_Supplied entries_:
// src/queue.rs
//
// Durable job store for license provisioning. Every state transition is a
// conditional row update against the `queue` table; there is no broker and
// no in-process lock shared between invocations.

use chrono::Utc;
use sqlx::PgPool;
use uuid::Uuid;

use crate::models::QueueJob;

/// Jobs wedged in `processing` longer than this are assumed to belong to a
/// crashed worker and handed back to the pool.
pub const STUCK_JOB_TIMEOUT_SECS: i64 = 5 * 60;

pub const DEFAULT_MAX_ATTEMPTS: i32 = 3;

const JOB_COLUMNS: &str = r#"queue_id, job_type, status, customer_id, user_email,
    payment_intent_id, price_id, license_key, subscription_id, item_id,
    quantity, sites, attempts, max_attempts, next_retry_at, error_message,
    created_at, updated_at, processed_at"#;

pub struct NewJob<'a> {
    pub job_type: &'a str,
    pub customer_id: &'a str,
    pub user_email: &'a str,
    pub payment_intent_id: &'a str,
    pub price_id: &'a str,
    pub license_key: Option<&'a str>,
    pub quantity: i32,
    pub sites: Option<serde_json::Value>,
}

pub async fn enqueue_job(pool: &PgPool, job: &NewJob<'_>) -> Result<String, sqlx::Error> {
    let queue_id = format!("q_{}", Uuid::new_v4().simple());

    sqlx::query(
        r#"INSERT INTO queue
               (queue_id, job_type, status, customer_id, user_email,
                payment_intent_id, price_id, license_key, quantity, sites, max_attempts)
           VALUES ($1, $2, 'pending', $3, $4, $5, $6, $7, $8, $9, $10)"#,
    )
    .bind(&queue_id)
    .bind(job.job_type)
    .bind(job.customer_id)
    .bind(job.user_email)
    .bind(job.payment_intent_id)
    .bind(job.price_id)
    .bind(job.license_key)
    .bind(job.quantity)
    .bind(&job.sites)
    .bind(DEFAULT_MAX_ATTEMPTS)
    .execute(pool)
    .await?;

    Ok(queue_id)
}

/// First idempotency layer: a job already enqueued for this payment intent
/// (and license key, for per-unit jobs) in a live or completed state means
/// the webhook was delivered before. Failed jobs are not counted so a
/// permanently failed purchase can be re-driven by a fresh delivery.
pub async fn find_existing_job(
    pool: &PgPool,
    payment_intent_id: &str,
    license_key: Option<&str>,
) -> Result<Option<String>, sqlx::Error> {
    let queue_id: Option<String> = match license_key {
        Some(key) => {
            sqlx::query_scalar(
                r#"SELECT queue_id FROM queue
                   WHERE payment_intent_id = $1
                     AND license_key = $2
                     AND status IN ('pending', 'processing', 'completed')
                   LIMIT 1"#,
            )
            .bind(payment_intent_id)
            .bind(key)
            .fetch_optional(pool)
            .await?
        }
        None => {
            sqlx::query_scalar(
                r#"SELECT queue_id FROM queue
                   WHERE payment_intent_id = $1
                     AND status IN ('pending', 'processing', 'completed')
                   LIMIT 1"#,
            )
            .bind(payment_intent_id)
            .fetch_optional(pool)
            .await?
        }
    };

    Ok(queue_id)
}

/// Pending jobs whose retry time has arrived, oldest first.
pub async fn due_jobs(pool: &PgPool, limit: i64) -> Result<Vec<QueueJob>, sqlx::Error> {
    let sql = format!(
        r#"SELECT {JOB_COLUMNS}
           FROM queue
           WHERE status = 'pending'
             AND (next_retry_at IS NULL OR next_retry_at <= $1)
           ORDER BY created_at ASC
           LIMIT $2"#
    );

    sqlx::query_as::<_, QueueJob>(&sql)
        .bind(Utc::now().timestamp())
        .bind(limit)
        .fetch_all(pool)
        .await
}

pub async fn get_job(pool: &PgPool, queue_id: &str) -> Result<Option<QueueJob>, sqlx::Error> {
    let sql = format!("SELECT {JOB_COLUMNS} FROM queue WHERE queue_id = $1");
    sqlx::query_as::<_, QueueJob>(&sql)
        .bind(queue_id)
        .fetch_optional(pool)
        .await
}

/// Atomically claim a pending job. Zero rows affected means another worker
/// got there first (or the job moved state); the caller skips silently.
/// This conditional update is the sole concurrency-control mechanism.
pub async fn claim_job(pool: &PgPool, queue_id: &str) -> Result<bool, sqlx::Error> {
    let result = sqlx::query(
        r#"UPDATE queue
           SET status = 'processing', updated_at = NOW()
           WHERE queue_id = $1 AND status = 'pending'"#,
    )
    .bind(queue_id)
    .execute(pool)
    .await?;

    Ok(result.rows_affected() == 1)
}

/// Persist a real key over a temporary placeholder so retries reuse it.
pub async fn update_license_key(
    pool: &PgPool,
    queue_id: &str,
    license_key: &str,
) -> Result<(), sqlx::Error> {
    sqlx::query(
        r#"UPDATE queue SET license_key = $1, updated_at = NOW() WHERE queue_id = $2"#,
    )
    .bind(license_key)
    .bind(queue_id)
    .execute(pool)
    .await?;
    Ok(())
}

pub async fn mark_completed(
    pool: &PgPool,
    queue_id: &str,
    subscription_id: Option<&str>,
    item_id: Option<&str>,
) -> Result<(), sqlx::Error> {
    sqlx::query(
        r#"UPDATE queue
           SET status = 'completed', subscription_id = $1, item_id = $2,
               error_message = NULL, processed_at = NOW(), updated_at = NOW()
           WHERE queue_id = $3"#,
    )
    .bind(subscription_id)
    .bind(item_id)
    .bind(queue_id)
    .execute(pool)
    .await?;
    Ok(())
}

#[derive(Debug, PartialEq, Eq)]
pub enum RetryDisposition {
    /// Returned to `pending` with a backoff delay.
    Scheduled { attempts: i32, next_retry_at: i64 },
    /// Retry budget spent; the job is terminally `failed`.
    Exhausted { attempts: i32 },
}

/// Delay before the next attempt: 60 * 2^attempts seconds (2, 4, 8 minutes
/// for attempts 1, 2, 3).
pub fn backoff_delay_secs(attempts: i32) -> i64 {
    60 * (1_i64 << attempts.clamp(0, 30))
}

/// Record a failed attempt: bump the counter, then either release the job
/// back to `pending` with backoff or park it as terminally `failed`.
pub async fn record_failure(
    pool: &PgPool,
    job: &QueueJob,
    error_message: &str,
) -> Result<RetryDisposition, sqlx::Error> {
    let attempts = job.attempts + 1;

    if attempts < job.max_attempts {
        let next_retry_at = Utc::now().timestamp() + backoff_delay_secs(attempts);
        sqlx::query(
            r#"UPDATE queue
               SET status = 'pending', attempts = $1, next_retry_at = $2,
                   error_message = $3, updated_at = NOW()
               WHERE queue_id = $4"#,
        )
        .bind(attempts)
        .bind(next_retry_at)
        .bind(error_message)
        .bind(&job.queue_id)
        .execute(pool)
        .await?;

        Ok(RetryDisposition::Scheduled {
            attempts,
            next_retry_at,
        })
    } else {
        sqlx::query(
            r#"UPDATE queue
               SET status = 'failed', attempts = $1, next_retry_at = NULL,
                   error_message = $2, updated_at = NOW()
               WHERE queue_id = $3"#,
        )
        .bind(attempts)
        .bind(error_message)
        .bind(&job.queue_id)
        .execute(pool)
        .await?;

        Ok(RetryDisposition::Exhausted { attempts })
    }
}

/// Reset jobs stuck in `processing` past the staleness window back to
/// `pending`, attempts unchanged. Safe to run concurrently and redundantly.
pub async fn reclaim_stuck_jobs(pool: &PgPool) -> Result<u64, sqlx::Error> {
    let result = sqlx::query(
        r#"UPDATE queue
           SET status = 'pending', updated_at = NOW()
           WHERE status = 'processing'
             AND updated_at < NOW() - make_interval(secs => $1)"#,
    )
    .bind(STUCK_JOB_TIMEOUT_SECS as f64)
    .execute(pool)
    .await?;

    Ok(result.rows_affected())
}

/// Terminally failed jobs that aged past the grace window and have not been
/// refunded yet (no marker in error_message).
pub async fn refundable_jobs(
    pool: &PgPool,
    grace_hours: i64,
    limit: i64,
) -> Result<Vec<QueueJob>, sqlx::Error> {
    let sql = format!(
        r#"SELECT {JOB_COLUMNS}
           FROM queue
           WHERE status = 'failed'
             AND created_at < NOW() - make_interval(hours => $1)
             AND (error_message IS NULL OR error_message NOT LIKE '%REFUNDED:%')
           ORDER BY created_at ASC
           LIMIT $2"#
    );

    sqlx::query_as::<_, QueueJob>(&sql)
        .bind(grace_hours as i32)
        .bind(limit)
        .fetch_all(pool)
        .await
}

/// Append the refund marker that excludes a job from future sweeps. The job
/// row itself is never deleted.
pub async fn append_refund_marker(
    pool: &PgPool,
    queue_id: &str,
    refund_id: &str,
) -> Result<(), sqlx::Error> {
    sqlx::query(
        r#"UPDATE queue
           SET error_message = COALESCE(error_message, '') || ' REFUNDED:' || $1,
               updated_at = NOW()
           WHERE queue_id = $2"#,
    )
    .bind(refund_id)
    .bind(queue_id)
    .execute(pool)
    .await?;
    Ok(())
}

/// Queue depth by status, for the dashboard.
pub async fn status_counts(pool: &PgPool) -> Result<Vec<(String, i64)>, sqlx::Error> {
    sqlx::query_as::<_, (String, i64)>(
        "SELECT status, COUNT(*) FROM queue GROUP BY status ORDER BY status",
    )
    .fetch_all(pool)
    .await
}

_Work instructions_: Up to and including the line that contains "pub async fn enqueue_job(pool: &PgPool, job: &NewJob<'_>)", output the records above exactly, beginning with their first line.

_Result of this task_:
// src/queue.rs
//
// Durable job store for license provisioning. Every state transition is a
// conditional row update against the `queue` table; there is no broker and
// no in-process lock shared between invocations.

use chrono::Utc;
use sqlx::PgPool;
use uuid::Uuid;

use crate::models::QueueJob;

/// Jobs wedged in `processing` longer than this are assumed to belong to a
/// crashed worker and handed back to the pool.
pub const STUCK_JOB_TIMEOUT_SECS: i64 = 5 * 60;

pub const DEFAULT_MAX_ATTEMPTS: i32 = 3;

const JOB_COLUMNS: &str = r#"queue_id, job_type, status, customer_id, user_email,
    payment_intent_id, price_id, license_key, subscription_id, item_id,
    quantity, sites, attempts, max_attempts, next_retry_at, error_message,
    created_at, updated_at, processed_at"#;

pub struct NewJob<'a> {
    pub job_type: &'a str,
    pub customer_id: &'a str,
    pub user_email: &'a str,
    pub payment_intent_id: &'a str,
    pub price_id: &'a str,
    pub license_key: Option<&'a str>,
    pub quantity: i32,
    pub sites: Option<serde_json::Value>,
}

pub async fn enqueue_job(pool: &PgPool, job: &NewJob<'_>) -> Result<String, sqlx::Error> {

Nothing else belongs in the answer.